Vanderbilt University has migrated its critical business operations to Oracle software and expects to achieve a 185 percent return on its investment running Oracle on Linux. Prompted by a 3,000 percent increase in data growth over the past two years, the Nashville, Tennessee-based university faced budget and cost-containment issues while maintaining several decentralized databases. The institution's information technology team determined that as the university expanded, it was critical to consolidate its vital database and storage needs to improve information access and lower maintenance costs.
Vanderbilt University is now running a three-node data warehouse with Oracle Real Application Clusters on Linux, supporting an alumni development application that went into production in April, as well as the university's academic and financial reporting applications. Vanderbilt chose to migrate its data warehouse from legacy systems to Oracle Real Application Clusters running on Linux to help lower operating costs and improve scalability of its IT infrastructure. The university calculated that it could deploy three low-cost Linux servers for the price of one UNIX server. Vanderbilt also realized that achieving the needed performance and availability from its UNIX platform would be significantly more expensive than it was in the Linux environment.
In all, the university will have a half-terabyte of database capacity on the Linux platform. In addition, the university is testing Oracle's database partitioning and compression capabilities to manage large fact tables and is reviewing Oracle Label Security, a cost effective way to manage secure access to confidential information in the data warehouse.
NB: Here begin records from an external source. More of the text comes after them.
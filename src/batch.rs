/*!
 * Batch processing with per-item outcomes.
 *
 * Independent files are processed on a bounded pool of blocking workers.
 * A failing item never aborts the batch: every input gets an outcome, and
 * outcomes come back in input order.
 */

use std::sync::Arc;
use std::sync::atomic::{AtomicUsize, Ordering};

use futures::stream::{self, StreamExt};
use log::error;

/// Result of processing one batch item
#[derive(Debug)]
pub struct ItemOutcome<T, E> {
    /// Name of the item (usually its filename)
    pub item: String,

    /// Produced artifact or the error that stopped this item
    pub result: Result<T, E>,
}

impl<T, E> ItemOutcome<T, E> {
    pub fn new(item: impl Into<String>, result: Result<T, E>) -> Self {
        Self {
            item: item.into(),
            result,
        }
    }

    pub fn is_success(&self) -> bool {
        self.result.is_ok()
    }
}

/// Terminal result of a batch: one outcome per input
#[derive(Debug)]
pub struct BatchReport<T, E> {
    pub outcomes: Vec<ItemOutcome<T, E>>,
}

impl<T, E> Default for BatchReport<T, E> {
    fn default() -> Self {
        Self { outcomes: Vec::new() }
    }
}

impl<T, E> BatchReport<T, E> {
    pub fn new(outcomes: Vec<ItemOutcome<T, E>>) -> Self {
        Self { outcomes }
    }

    pub fn push(&mut self, outcome: ItemOutcome<T, E>) {
        self.outcomes.push(outcome);
    }

    pub fn len(&self) -> usize {
        self.outcomes.len()
    }

    pub fn is_empty(&self) -> bool {
        self.outcomes.is_empty()
    }

    pub fn success_count(&self) -> usize {
        self.outcomes.iter().filter(|o| o.is_success()).count()
    }

    pub fn failure_count(&self) -> usize {
        self.outcomes.len() - self.success_count()
    }

    /// Successful items with their artifacts
    pub fn successes(&self) -> impl Iterator<Item = (&str, &T)> {
        self.outcomes
            .iter()
            .filter_map(|o| o.result.as_ref().ok().map(|value| (o.item.as_str(), value)))
    }

    /// Failed items with their errors
    pub fn failures(&self) -> impl Iterator<Item = (&str, &E)> {
        self.outcomes
            .iter()
            .filter_map(|o| o.result.as_ref().err().map(|err| (o.item.as_str(), err)))
    }
}

/// Errors that can stand in for a worker that died before returning
pub trait WorkerFailure {
    fn worker_failed(item: &str, reason: String) -> Self;
}

/// Run `work` over every item on at most `max_workers` blocking workers.
///
/// `progress` is called with (completed, total) after each item.
pub async fn run_bounded<I, T, E, W, P>(
    items: Vec<(String, I)>,
    max_workers: usize,
    work: W,
    progress: P,
) -> BatchReport<T, E>
where
    I: Send + 'static,
    T: Send + 'static,
    E: WorkerFailure + Send + 'static,
    W: Fn(I) -> Result<T, E> + Send + Sync + 'static,
    P: Fn(usize, usize) + Clone + Send + 'static,
{
    let total = items.len();
    let completed = Arc::new(AtomicUsize::new(0));
    let work = Arc::new(work);

    let outcomes = stream::iter(items)
        .map(|(name, input)| {
            let work = work.clone();
            let completed = completed.clone();
            let progress = progress.clone();

            async move {
                let joined = tokio::task::spawn_blocking(move || (*work)(input)).await;
                let result = match joined {
                    Ok(result) => result,
                    Err(e) => {
                        error!("Worker for '{}' failed: {}", name, e);
                        Err(E::worker_failed(&name, e.to_string()))
                    }
                };

                let done = completed.fetch_add(1, Ordering::SeqCst) + 1;
                progress(done, total);

                ItemOutcome::new(name, result)
            }
        })
        .buffered(max_workers.max(1))
        .collect::<Vec<_>>()
        .await;

    BatchReport::new(outcomes)
}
The need for higher availability, clustering functionality and scalability drove Vanderbilt University to also select Oracle Application Server to replace its existing BEA WebLogic software. Vanderbilt found that Oracle Application Server offered greater scalability and simplified management capabilities compared to its legacy BEA solution. Using Oracle's software, Vanderbilt's IT staff now addresses capacity challenges by simply adding a server to the environment and making minor configuration changes. The school's new Oracle environment will have approximately 30,000 users, consisting of university students, faculty and staff. The university expects users to experience performance increases of up to 50 percent from using features such as Web caching - a feature not available through BEA.
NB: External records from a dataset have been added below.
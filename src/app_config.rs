use anyhow::{anyhow, Context, Result};
use log::warn;
use once_cell::sync::Lazy;
use regex::Regex;
use serde::{Deserialize, Serialize};
use std::default::Default;
use std::fs::File;
use std::io::BufReader;
use std::path::{Path, PathBuf};

use crate::language_utils::{self, LanguageTagStyle};

/// Application configuration module
/// This module handles the application configuration including loading,
/// validating and saving configuration settings.
/// Represents the application configuration
#[derive(Debug, Serialize, Deserialize, Clone, Default)]
pub struct Config {
    /// Workbook/XLIFF conversion settings
    #[serde(default)]
    pub conversion: ConversionConfig,

    /// Deployment package settings
    #[serde(default)]
    pub package: PackageConfig,

    /// Log level
    #[serde(default)]
    pub log_level: LogLevel,
}

/// Conversion settings
#[derive(Debug, Serialize, Deserialize, Clone)]
pub struct ConversionConfig {
    /// How language tags are written into documents and filenames
    #[serde(default)]
    pub language_tag_style: LanguageTagStyle,

    /// Maximum number of files converted at the same time
    #[serde(default = "default_max_workers")]
    pub max_workers: usize,
}

impl Default for ConversionConfig {
    fn default() -> Self {
        Self {
            language_tag_style: LanguageTagStyle::default(),
            max_workers: default_max_workers(),
        }
    }
}

/// How designated sections are removed from metadata fragments
#[derive(Debug, Serialize, Deserialize, Clone, Copy, PartialEq, Eq, Default)]
#[serde(rename_all = "lowercase")]
pub enum StripStrategy {
    // @strategy: Event-stream parse, only top-level sections are removed
    #[default]
    Structural,
    // @strategy: Shortest-match text patterns; nested same-named tags break it
    Textual,
}

impl std::fmt::Display for StripStrategy {
    fn fmt(&self, f: &mut std::fmt::Formatter<'_>) -> std::fmt::Result {
        match self {
            Self::Structural => write!(f, "structural"),
            Self::Textual => write!(f, "textual"),
        }
    }
}

impl std::str::FromStr for StripStrategy {
    type Err = anyhow::Error;

    fn from_str(s: &str) -> Result<Self> {
        match s.to_lowercase().as_str() {
            "structural" => Ok(Self::Structural),
            "textual" => Ok(Self::Textual),
            _ => Err(anyhow!("Invalid strip strategy: {}", s)),
        }
    }
}

/// Deployment package settings
#[derive(Debug, Serialize, Deserialize, Clone)]
pub struct PackageConfig {
    /// Extension of metadata translation fragments, without the dot
    #[serde(default = "default_fragment_extension")]
    pub fragment_extension: String,

    /// Top-level sections removed from every fragment
    #[serde(default = "default_sections")]
    pub sections: Vec<String>,

    /// Removal strategy for those sections
    #[serde(default)]
    pub strip_strategy: StripStrategy,

    /// Metadata API version written into package.xml
    #[serde(default = "default_manifest_version")]
    pub manifest_version: String,
}

impl Default for PackageConfig {
    fn default() -> Self {
        Self {
            fragment_extension: default_fragment_extension(),
            sections: default_sections(),
            strip_strategy: StripStrategy::default(),
            manifest_version: default_manifest_version(),
        }
    }
}

/// Log verbosity level
#[derive(Debug, Serialize, Deserialize, Clone, PartialEq, Default)]
#[serde(rename_all = "lowercase")]
pub enum LogLevel {
    Error,
    Warn,
    #[default]
    Info,
    Debug,
    Trace,
}

fn default_max_workers() -> usize {
    4
}

fn default_fragment_extension() -> String {
    "objectTranslation".to_string()
}

fn default_sections() -> Vec<String> {
    ["fields", "validationRules", "webLinks", "layouts", "fieldSets"]
        .iter()
        .map(|s| s.to_string())
        .collect()
}

fn default_manifest_version() -> String {
    "57.0".to_string()
}

impl Config {
    /// Validate the configuration for consistency and required values
    pub fn validate(&self) -> Result<()> {
        if self.conversion.max_workers == 0 {
            return Err(anyhow!("conversion.max_workers must be at least 1"));
        }

        let extension = &self.package.fragment_extension;
        if extension.is_empty() || extension.starts_with('.') || extension.contains(['/', '\\']) {
            return Err(anyhow!(
                "package.fragment_extension must be a bare extension such as 'objectTranslation', got '{}'",
                extension
            ));
        }

        if self.package.sections.is_empty() {
            return Err(anyhow!("package.sections must name at least one section"));
        }
        for section in &self.package.sections {
            if !is_xml_name(section) {
                return Err(anyhow!("package.sections contains an invalid element name: '{}'", section));
            }
        }

        let version = &self.package.manifest_version;
        if version.parse::<f32>().is_err() {
            return Err(anyhow!("package.manifest_version must look like '57.0', got '{}'", version));
        }

        Ok(())
    }

    /// Load the configuration at `path`, falling back to the user config
    /// directory, and creating a default file at `path` when neither exists.
    pub fn load_or_create(path: &Path) -> Result<Self> {
        if let Some(existing) = Self::locate(path) {
            let file = File::open(&existing)
                .with_context(|| format!("Failed to open config file: {:?}", existing))?;
            let reader = BufReader::new(file);
            let config: Config = serde_json::from_reader(reader)
                .with_context(|| format!("Failed to parse config file: {:?}", existing))?;
            return Ok(config);
        }

        warn!("Config file not found at {:?}, creating default config.", path);
        let config = Config::default();
        config.save(path)?;
        Ok(config)
    }

    /// Write the configuration as pretty JSON
    pub fn save(&self, path: &Path) -> Result<()> {
        let config_json = serde_json::to_string_pretty(self)
            .context("Failed to serialize config to JSON")?;
        std::fs::write(path, config_json)
            .with_context(|| format!("Failed to write config to file: {:?}", path))
    }

    fn locate(path: &Path) -> Option<PathBuf> {
        if path.exists() {
            return Some(path.to_path_buf());
        }
        let fallback = dirs::config_dir()?.join("xliffsheet").join("conf.json");
        fallback.exists().then_some(fallback)
    }

    /// Describe the configured tag style with an example, for logs
    pub fn describe_tag_style(&self) -> String {
        format!(
            "{:?} (pt_BR -> {})",
            self.conversion.language_tag_style,
            language_utils::normalize_language_tag("pt_BR", self.conversion.language_tag_style)
        )
    }
}

// @const: Element names accepted as strippable sections
static XML_NAME_REGEX: Lazy<Regex> = Lazy::new(|| Regex::new(r"^[A-Za-z_][A-Za-z0-9_.-]*$").unwrap());

fn is_xml_name(name: &str) -> bool {
    XML_NAME_REGEX.is_match(name)
}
System management was an important consideration for Vanderbilt. With exponential growth in storage needs, Vanderbilt could not afford the incremental administration of adding 10 or more servers per month. To work around this obstacle, Vanderbilt needed a standardized administrative environment, which it achieved through implementing Oracle Application Server. Today, Vanderbilt can bring a server online in just a few hours and with minimal administrative burden.
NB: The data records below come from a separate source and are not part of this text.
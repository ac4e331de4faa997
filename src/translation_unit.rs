use std::collections::{HashMap, HashSet};
use std::fmt;

// @module: Canonical translation unit and language document model

/// Target text written for units that have no translation yet
pub const MISSING_TARGET_MARKER: &str = "<>";

/// Numeric width constraint of a translation unit
#[derive(Debug, Clone, Copy, PartialEq)]
pub enum MaxWidth {
    /// Whole number of units
    Integer(i64),
    /// Fractional width
    Decimal(f64),
}

impl MaxWidth {
    /// Coerce a raw attribute or cell value into a width.
    ///
    /// All-digit input becomes an integer, anything else is tried as a
    /// decimal. Values that are neither yield `None`; this never fails.
    pub fn coerce(raw: &str) -> Option<Self> {
        let trimmed = raw.trim();
        if trimmed.is_empty() {
            return None;
        }

        if trimmed.bytes().all(|b| b.is_ascii_digit()) {
            if let Ok(value) = trimmed.parse::<i64>() {
                return Some(Self::Integer(value));
            }
        }

        match trimmed.parse::<f64>() {
            Ok(value) if value.is_finite() => Some(Self::Decimal(value)),
            _ => None,
        }
    }

    /// Build a width from a numeric spreadsheet cell
    pub fn from_number(value: f64) -> Option<Self> {
        if !value.is_finite() {
            return None;
        }
        if value.fract() == 0.0 && value.abs() < 1e15 {
            Some(Self::Integer(value as i64))
        } else {
            Some(Self::Decimal(value))
        }
    }

    /// Width as a float, for spreadsheet cells and length checks
    pub fn as_f64(&self) -> f64 {
        match self {
            Self::Integer(value) => *value as f64,
            Self::Decimal(value) => *value,
        }
    }
}

impl fmt::Display for MaxWidth {
    fn fmt(&self, f: &mut fmt::Formatter<'_>) -> fmt::Result {
        match self {
            Self::Integer(value) => write!(f, "{}", value),
            Self::Decimal(value) => write!(f, "{}", value),
        }
    }
}

// @struct: Single translation unit
#[derive(Debug, Clone, PartialEq)]
pub struct TranslationUnit {
    // @field: Business key, unique within a document
    pub id: String,

    // @field: Length constraint for the translated text
    pub max_width: Option<MaxWidth>,

    // @field: Width as written on a sheet, exported verbatim
    pub max_width_text: Option<String>,

    // @field: Unit of the width constraint
    pub size_unit: String,

    // @field: Original-language text
    pub source: String,

    // @field: Translated text, absent when not translated yet
    pub target: Option<String>,

    // @field: Free-text annotation
    pub note: Option<String>,
}

impl TranslationUnit {
    /// Create a unit with only an id and source text
    pub fn new(id: impl Into<String>, source: impl Into<String>) -> Self {
        Self {
            id: id.into(),
            max_width: None,
            max_width_text: None,
            size_unit: String::new(),
            source: source.into(),
            target: None,
            note: None,
        }
    }

    pub fn with_max_width(mut self, max_width: Option<MaxWidth>) -> Self {
        self.max_width = max_width;
        self
    }

    pub fn with_max_width_text(mut self, text: impl Into<String>) -> Self {
        self.max_width_text = Some(text.into());
        self
    }

    pub fn with_size_unit(mut self, size_unit: impl Into<String>) -> Self {
        self.size_unit = size_unit.into();
        self
    }

    pub fn with_target(mut self, target: impl Into<String>) -> Self {
        self.target = Some(target.into());
        self
    }

    pub fn with_note(mut self, note: impl Into<String>) -> Self {
        self.note = Some(note.into());
        self
    }

    /// Width rendered as it is written into XLIFF attributes.
    ///
    /// Text taken from a sheet is kept as is, so `wide` or `007` survive
    /// export; otherwise the numeric width is formatted.
    pub fn max_width_string(&self) -> String {
        match &self.max_width_text {
            Some(text) => text.clone(),
            None => self.max_width.map(|w| w.to_string()).unwrap_or_default(),
        }
    }

    /// Target text, empty when absent
    pub fn target_text(&self) -> &str {
        self.target.as_deref().unwrap_or_default()
    }

    /// Target text for export: empty or absent targets become the marker
    pub fn target_or_marker(&self) -> &str {
        match self.target.as_deref() {
            Some(text) if !text.is_empty() => text,
            _ => MISSING_TARGET_MARKER,
        }
    }

    /// Note text, only when present and non-empty
    pub fn note_text(&self) -> Option<&str> {
        self.note.as_deref().filter(|note| !note.is_empty())
    }
}

/// Ordered translation units of one target language
#[derive(Debug, Clone, PartialEq)]
pub struct LanguageDocument {
    /// Sheet name or XLIFF `target-language`
    pub language_tag: String,

    /// Units in document order
    pub units: Vec<TranslationUnit>,
}

impl LanguageDocument {
    pub fn new(language_tag: impl Into<String>) -> Self {
        Self {
            language_tag: language_tag.into(),
            units: Vec::new(),
        }
    }

    /// Build a document where the first occurrence of every id wins.
    ///
    /// Returns the document and the ids of the dropped units, in the order
    /// they were dropped.
    pub fn from_units_first_wins<I>(language_tag: impl Into<String>, units: I) -> (Self, Vec<String>)
    where
        I: IntoIterator<Item = TranslationUnit>,
    {
        let mut document = Self::new(language_tag);
        let mut seen: HashSet<String> = HashSet::new();
        let mut dropped = Vec::new();

        for unit in units {
            if seen.contains(&unit.id) {
                dropped.push(unit.id);
                continue;
            }
            seen.insert(unit.id.clone());
            document.units.push(unit);
        }

        (document, dropped)
    }

    pub fn len(&self) -> usize {
        self.units.len()
    }

    pub fn is_empty(&self) -> bool {
        self.units.is_empty()
    }

    /// Look up a unit by id
    pub fn find(&self, id: &str) -> Option<&TranslationUnit> {
        self.units.iter().find(|unit| unit.id == id)
    }

    /// Map of id to target text, first occurrence wins
    pub fn target_index(&self) -> HashMap<&str, &str> {
        let mut index = HashMap::with_capacity(self.units.len());
        for unit in &self.units {
            index.entry(unit.id.as_str()).or_insert_with(|| unit.target_text());
        }
        index
    }

    /// Ids occurring more than once, each reported once
    pub fn duplicate_ids(&self) -> Vec<&str> {
        let mut seen = HashSet::new();
        let mut reported = HashSet::new();
        let mut duplicates = Vec::new();
        for unit in &self.units {
            if !seen.insert(unit.id.as_str()) && reported.insert(unit.id.as_str()) {
                duplicates.push(unit.id.as_str());
            }
        }
        duplicates
    }
}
Finally, the need for quick access to accurate data drove Vanderbilt's decision to standardize on the Oracle Database on Linux. The university faced increased demand to integrate information from multiple systems across the university, including its third-party human resources and accounts payable applications, and to deliver the information in a timely manner to its facility and staff.
The university's legacy systems did not provide the information the staff needed to make smart business and planning decisions. For example, Vanderbilt's medical center managers could not analyze the number of full time employees (FTEs) being used in relation to the census, or number of FTEs leveraged per emergency room visit. With Oracle, vital statistical data from various systems are integrated into the data warehouse, which is then easily accessed by decision makers when needed. Vanderbilt can now effectively manage hospital resources with the goal of reducing operating costs and improving care.